Heather absorbed what Ky said like a blow to the heart. "The level of co-operation and harmony between the parents". Oh God! she silently screamed, thinking of the growing problems between herself and Berri. "Co-operation?" Christ, she got practically no bloody co-operation. She stared at the closed bedroom door with disgust, wondering how long it would take for Berri to compose herself.
There was a flurry of voices following Ky's speech. Almost everyone seemed to be in a hurry to reassure themselves that they had stable, loving relationships.
Brandi became aware of a pair of eyes fixed on her, and looked down into the face of the small girl lying on the beanbag beside her. The little girl was staring steadfastly at Brandi, while hugging a grubby teddybear. "Youse a pwetty lady," said Monsoon, to Brandi.
Brandi preened, almost blushed. Compliments from a child were just so, so, so honest!
The baby Ky was holding suddenly let out a horrendous wail. Ky jumped, turned and handed the baby to Brandi. "Quick, hold him will you please? I've left his bottle in the car."
Brandi didn't have any choice in the matter. One minute she was staring at that funny little girl, and the next minute holding this squirming red faced hairless little frog thing who shrieked like a banshee. Gingerly, she held the bundle and rocked it from side to side.
The baby stopped shrieking once it sensed it had changed positions. It wrinkled its tiny flat nose, and opened its eyes, staring straight up at Brandi. As Brandi swam into focus, the baby's face relaxed, turning into a huge gummy smile.
"Ooooh," said Brandi in shock, "It likes me....I think."
The smile stayed, just for a couple of seconds and Brandi felt very strange as she leaned down and smelled those peculiar baby smells, of soap, powder and baby skin. Suddenly, her eyes all went teary and she felt her jaw tighten, her teeth clench, and an odd feeling inside her chest.
It was the strangest feeling, she had ever experienced. And she wasn't monged out either!

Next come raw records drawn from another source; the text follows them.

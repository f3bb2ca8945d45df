//! DTW distance computation.

use tracing::instrument;

use crate::constraint::BandConstraint;
use crate::error::MetricError;
use crate::params::MetricParams;
use crate::preprocess::{strip_nan, trim_trailing_nan};

/// Band radius used by [`fast_dtw`] when no `radius` parameter is given.
const DEFAULT_FAST_RADIUS: usize = 1;

/// Immutable DTW configuration. Thread-safe and copyable.
#[derive(Debug, Clone, Copy, Default, PartialEq, Eq)]
pub struct Dtw {
    constraint: BandConstraint,
}

impl Dtw {
    /// Create an unconstrained DTW calculator.
    #[must_use]
    pub fn unconstrained() -> Self {
        Self {
            constraint: BandConstraint::Unconstrained,
        }
    }

    /// Create a DTW calculator with a Sakoe-Chiba band constraint.
    #[must_use]
    pub fn with_sakoe_chiba(radius: usize) -> Self {
        Self {
            constraint: BandConstraint::SakoeChibaRadius(radius),
        }
    }

    /// Build a calculator from the `window` parameter (Sakoe-Chiba radius).
    ///
    /// # Errors
    ///
    /// | Variant | Condition |
    /// |---|---|
    /// | [`MetricError::InvalidParam`] | `window` is negative or not an integer |
    pub fn from_params(params: &MetricParams) -> Result<Self, MetricError> {
        let window = params.get_usize("window")?;
        Ok(Self {
            constraint: BandConstraint::from_window(window),
        })
    }

    /// Return the band constraint configuration.
    #[must_use]
    pub fn constraint(&self) -> BandConstraint {
        self.constraint
    }

    /// Compute the DTW distance between two sequences.
    ///
    /// Trailing NaN padding is trimmed from both inputs first, so sequences
    /// padded to a common length compare at their true lengths. A NaN left
    /// inside a sequence makes the distance undefined and NaN is returned.
    ///
    /// The band radius is widened to `|len(a) - len(b)|` when needed so that a
    /// warping path always exists.
    ///
    /// # Errors
    ///
    /// | Variant | Condition |
    /// |---|---|
    /// | [`MetricError::EmptySequence`] | Either input has no observed values |
    #[instrument(level = "trace", skip_all, fields(n = a.len(), m = b.len()))]
    pub fn distance(&self, a: &[f64], b: &[f64]) -> Result<f64, MetricError> {
        let a = trim_trailing_nan(a);
        let b = trim_trailing_nan(b);
        if a.is_empty() || b.is_empty() {
            return Err(MetricError::EmptySequence);
        }
        if a.iter().chain(b).any(|v| v.is_nan()) {
            return Ok(f64::NAN);
        }
        let constraint = self.constraint.widened(a.len().abs_diff(b.len()));
        Ok(dtw_distance_rolling(constraint, a, b))
    }
}

/// Approximate DTW for speed: every NaN is stripped from each sequence
/// independently, then a narrow Sakoe-Chiba band (`radius`, default 1) is used.
///
/// Stripping breaks positional alignment of NaN-padded sequences, so use this
/// only when padding carries no positional meaning.
///
/// # Errors
///
/// | Variant | Condition |
/// |---|---|
/// | [`MetricError::EmptySequence`] | Either input is entirely NaN |
/// | [`MetricError::InvalidParam`] | `radius` is negative or not an integer |
pub fn fast_dtw(a: &[f64], b: &[f64], params: &MetricParams) -> Result<f64, MetricError> {
    let radius = params.get_usize("radius")?.unwrap_or(DEFAULT_FAST_RADIUS);
    let a = strip_nan(a);
    let b = strip_nan(b);
    Dtw::with_sakoe_chiba(radius).distance(&a, &b)
}

/// Rolling two-row buffer DTW; computes only the distance.
///
/// Each row buffer has `bw + 2` slots. Index 0 is the left sentinel (INF)
/// and index `bw + 1` is the right sentinel (INF). Active columns occupy
/// indices `1..=bw`.
///
/// For column `j` in row `i`:
/// - current local index: `j - col_range.start + 1`
/// - predecessor above `C[i-1][j]`: `j - prev_start + 1` in `prev`
/// - predecessor diagonal `C[i-1][j-1]`: `j - prev_start` in `prev`
/// - predecessor left `C[i][j-1]`: `curr_local - 1`
///
/// Runs in O(n * bw) time and O(bw) space. Local cost is the squared
/// difference; the result is the square root of the accumulated cost.
fn dtw_distance_rolling(constraint: BandConstraint, a: &[f64], b: &[f64]) -> f64 {
    let n = a.len();
    let m = b.len();

    let bw = constraint.band_width(m);
    let buf_width = bw + 2;

    let mut prev = vec![f64::INFINITY; buf_width];
    let mut curr = vec![f64::INFINITY; buf_width];

    let mut prev_start: usize = 0;

    #[allow(clippy::needless_range_loop)]
    for i in 0..n {
        curr.fill(f64::INFINITY);

        let col_range = constraint.column_range(i, m);
        let curr_start = col_range.start;

        for j in col_range {
            let cost = (a[i] - b[j]).powi(2);
            let cj = j - curr_start + 1;

            if i == 0 && j == 0 {
                curr[cj] = cost;
                continue;
            }

            let left = if j > curr_start { curr[cj - 1] } else { f64::INFINITY };

            let above = if i > 0 {
                let pj = j.wrapping_sub(prev_start).wrapping_add(1);
                if pj < buf_width { prev[pj] } else { f64::INFINITY }
            } else {
                f64::INFINITY
            };

            let diag = if i > 0 && j > 0 {
                let pj = (j - 1).wrapping_sub(prev_start).wrapping_add(1);
                if pj < buf_width { prev[pj] } else { f64::INFINITY }
            } else {
                f64::INFINITY
            };

            curr[cj] = cost + left.min(above).min(diag);
        }

        prev_start = curr_start;
        std::mem::swap(&mut prev, &mut curr);
    }

    // After the final swap, `prev` holds the last completed row.
    let final_range = constraint.column_range(n - 1, m);
    let local = (m - 1) - final_range.start + 1;
    prev[local].sqrt()
}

Then the smile dissolved into a huge yawing toothless mouth and the baby shrieked. Brandi
felt her nipples tingle very pleasantly.
Ky came swiftly inside then and took the baby from her. "Ta!" he said, quickly feeding the baby its bottle.
Brandi was in a daze for the rest of the meeting. The group decided to meet again in a fortnight's time at the same place. She thanked Heather and said her goodbyes to everyone, and drove home to the unit on the Esplanade. As she drove, she kept on seeing the baby, staring up at her with that huge smile. It still made her feel very very funny inside. It wasn't until she parked the car in the underground carpark of the unit complex, that she understood. She had just felt her body talking. Maternal instincts or what the hell it was called. Whatever, Brandi decided, she liked it.
She also thought of the strange creature who had answered the door when she first arrived. She had assessed that it was a woman called "Berri" who was Heather's partner. Never had Brandi ever seen such a strange looking woman in all her life!
................................
It was another terrible argument between Heather and Berri. Heather knew what had happened and she was furious. Insecure, jealous and feeling very pregnant, she turned on Berri, who was still lying on the bed.
"How dare you embarrass me like you did tonight!" she screamed at Berri.
Berri could only grunt a reply.
"So you've been lying here all night playing with yourself, thinking of that Kelly woman, and leaving me to be the hostess, look after Monsoon and clean up!" Heather spat out.
Berri slowly sat up. Heather knew her well enough to know when she was feeling lusty and Oh sweet Jesus, how she wanted that gorgeous looking woman, that divine Angel, that perfectly beautiful creamy woman with the deep red hair! She was sick with longing.
Heather heaved with emotion. They had to do something to try and save their relationship, she thought bitterly.
She had an inspiration. "Berri, I think it might be best if we separate just for a while, and try and get our heads sorted out."
Berri nodded silently.
"Perhaps you can go and stay with Derrick in Townsville for a few weeks...."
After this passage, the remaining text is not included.